> **Problem to solve**:
Reproduce the opening lines of the records exactly, please, stopping after the line that contains "log was created".

═════ Materials provided

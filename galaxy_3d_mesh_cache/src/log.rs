//! Internal logging system for the Galaxy3D mesh cache
//!
//! This module provides a flexible logging system with:
//! - Customizable logger via Logger trait
//! - Severity levels (Trace, Debug, Info, Warn, Error)
//! - Colored console output by default
//! - File and line information for detailed ERROR logs
//!
//! The active logger and the minimum severity live in [`Engine`](crate::engine::Engine).

use colored::*;
use std::time::SystemTime;
use chrono::{DateTime, Local};

/// Logger trait for custom logging implementations
///
/// Implement this trait to route cache logs elsewhere (file, in-game console, test capture).
///
/// # Example
///
/// ```no_run
/// use galaxy_3d_mesh_cache::galaxy3d::log::{Logger, LogEntry};
///
/// struct FileLogger {
///     file: std::fs::File,
/// }
///
/// impl Logger for FileLogger {
///     fn log(&self, entry: &LogEntry) {
///         // Write to file...
///     }
/// }
/// ```
pub trait Logger: Send + Sync {
    /// Log an entry
    fn log(&self, entry: &LogEntry);
}

/// Log entry containing all information about a log message
#[derive(Debug, Clone)]
pub struct LogEntry {
    /// Severity level (Trace, Debug, Info, Warn, Error)
    pub severity: LogSeverity,

    /// Timestamp when the log was created
    pub timestamp: SystemTime,

    /// Source module (e.g., "galaxy3d::MeshCache")
    pub source: String,

    /// Log message
    pub message: String,

    /// Source file (only for detailed ERROR logs)
    pub file: Option<&'static str>,

    /// Source line (only for detailed ERROR logs)
    pub line: Option<u32>,
}

/// Log severity levels
#[derive(Debug, Clone, Copy, PartialEq, Eq, PartialOrd, Ord)]
pub enum LogSeverity {
    /// Very verbose debug information
    Trace,

    /// Development/debugging information
    Debug,

    /// Important informational messages
    Info,

    /// Warning messages (potential issues)
    Warn,

    /// Error messages (with file:line details)
    Error,
}

/// Default logger implementation using colored console output
///
/// Format:
/// - Normal: `[timestamp] [SEVERITY] [source] message`
/// - Error: `[timestamp] [ERROR] [source] message (file:line)`
pub struct DefaultLogger;

impl DefaultLogger {
    /// Format an entry without colors (also used by tests)
    pub fn format_plain(entry: &LogEntry) -> String {
        let datetime: DateTime<Local> = entry.timestamp.into();
        let timestamp = datetime.format("%Y-%m-%d %H:%M:%S%.3f");
        let severity = match entry.severity {
            LogSeverity::Trace => "TRACE",
            LogSeverity::Debug => "DEBUG",
            LogSeverity::Info => "INFO ",
            LogSeverity::Warn => "WARN ",
            LogSeverity::Error => "ERROR",
        };
        match (entry.file, entry.line) {
            (Some(file), Some(line)) => format!(
                "[{}] [{}] [{}] {} ({}:{})",
                timestamp, severity, entry.source, entry.message, file, line
            ),
            _ => format!("[{}] [{}] [{}] {}", timestamp, severity, entry.source, entry.message),
        }
    }
}

impl Logger for DefaultLogger {
    fn log(&self, entry: &LogEntry) {
        let datetime: DateTime<Local> = entry.timestamp.into();
        let timestamp = datetime.format("%Y-%m-%d %H:%M:%S%.3f").to_string();

        let severity_str = match entry.severity {
            LogSeverity::Trace => "TRACE".bright_black(),
            LogSeverity::Debug => "DEBUG".cyan(),
            LogSeverity::Info => "INFO ".green(),
            LogSeverity::Warn => "WARN ".yellow(),
            LogSeverity::Error => "ERROR".red().bold(),
        };

        let source = entry.source.bright_blue();

        if let (Some(file), Some(line)) = (entry.file, entry.line) {
            eprintln!(
                "[{}] [{}] [{}] {} ({}:{})",
                timestamp, severity_str, source, entry.message, file, line
            );
        } else {
            eprintln!("[{}] [{}] [{}] {}", timestamp, severity_str, source, entry.message);
        }
    }
}

// ===== LOGGING MACROS =====

/// Log a TRACE message
#[macro_export]
macro_rules! engine_trace {
    ($source:expr, $($arg:tt)*) => {
        $crate::galaxy3d::Engine::log(
            $crate::galaxy3d::log::LogSeverity::Trace,
            $source,
            format!($($arg)*)
        )
    };
}

/// Log a DEBUG message
///
/// # Example
///
/// ```no_run
/// # use galaxy_3d_mesh_cache::engine_debug;
/// engine_debug!("galaxy3d::MeshCache", "Created asset {}", 3);
/// ```
#[macro_export]
macro_rules! engine_debug {
    ($source:expr, $($arg:tt)*) => {
        $crate::galaxy3d::Engine::log(
            $crate::galaxy3d::log::LogSeverity::Debug,
            $source,
            format!($($arg)*)
        )
    };
}

/// Log an INFO message
#[macro_export]
macro_rules! engine_info {
    ($source:expr, $($arg:tt)*) => {
        $crate::galaxy3d::Engine::log(
            $crate::galaxy3d::log::LogSeverity::Info,
            $source,
            format!($($arg)*)
        )
    };
}

/// Log a WARN message
#[macro_export]
macro_rules! engine_warn {
    ($source:expr, $($arg:tt)*) => {
        $crate::galaxy3d::Engine::log(
            $crate::galaxy3d::log::LogSeverity::Warn,
            $source,
            format!($($arg)*)
        )
    };
}

/// Log an ERROR message with file:line information
#[macro_export]
macro_rules! engine_error {
    ($source:expr, $($arg:tt)*) => {
        $crate::galaxy3d::Engine::log_detailed(
            $crate::galaxy3d::log::LogSeverity::Error,
            $source,
            format!($($arg)*),
            file!(),
            line!()
        )
    };
}

/// Build an [`Error`](crate::error::Error) of the given kind and log it at ERROR
///
/// # Example
///
/// ```no_run
/// # use galaxy_3d_mesh_cache::engine_err;
/// let err = engine_err!("galaxy3d::MeshCache", InvalidParameter, "empty path");
/// ```
#[macro_export]
macro_rules! engine_err {
    ($source:expr, $kind:ident, $($arg:tt)*) => {{
        let message = format!($($arg)*);
        $crate::engine_error!($source, "{}", message);
        $crate::galaxy3d::Error::$kind(message)
    }};
}

/// Log and return an error of the given kind from the enclosing function
#[macro_export]
macro_rules! engine_bail {
    ($source:expr, $kind:ident, $($arg:tt)*) => {
        return Err($crate::engine_err!($source, $kind, $($arg)*))
    };
}

#[cfg(test)]
#[path = "log_tests.rs"]
mod tests;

══════════

> **Problem solution**:
filename galaxy_3d_mesh_cache/src/log.rs
//! Internal logging system for the Galaxy3D mesh cache
//!
//! This module provides a flexible logging system with:
//! - Customizable logger via Logger trait
//! - Severity levels (Trace, Debug, Info, Warn, Error)
//! - Colored console output by default
//! - File and line information for detailed ERROR logs
//!
//! The active logger and the minimum severity live in [`Engine`](crate::engine::Engine).

use colored::*;
use std::time::SystemTime;
use chrono::{DateTime, Local};

/// Logger trait for custom logging implementations
///
/// Implement this trait to route cache logs elsewhere (file, in-game console, test capture).
///
/// # Example
///
/// ```no_run
/// use galaxy_3d_mesh_cache::galaxy3d::log::{Logger, LogEntry};
///
/// struct FileLogger {
///     file: std::fs::File,
/// }
///
/// impl Logger for FileLogger {
///     fn log(&self, entry: &LogEntry) {
///         // Write to file...
///     }
/// }
/// ```
pub trait Logger: Send + Sync {
    /// Log an entry
    fn log(&self, entry: &LogEntry);
}

/// Log entry containing all information about a log message
#[derive(Debug, Clone)]
pub struct LogEntry {
    /// Severity level (Trace, Debug, Info, Warn, Error)
    pub severity: LogSeverity,

    /// Timestamp when the log was created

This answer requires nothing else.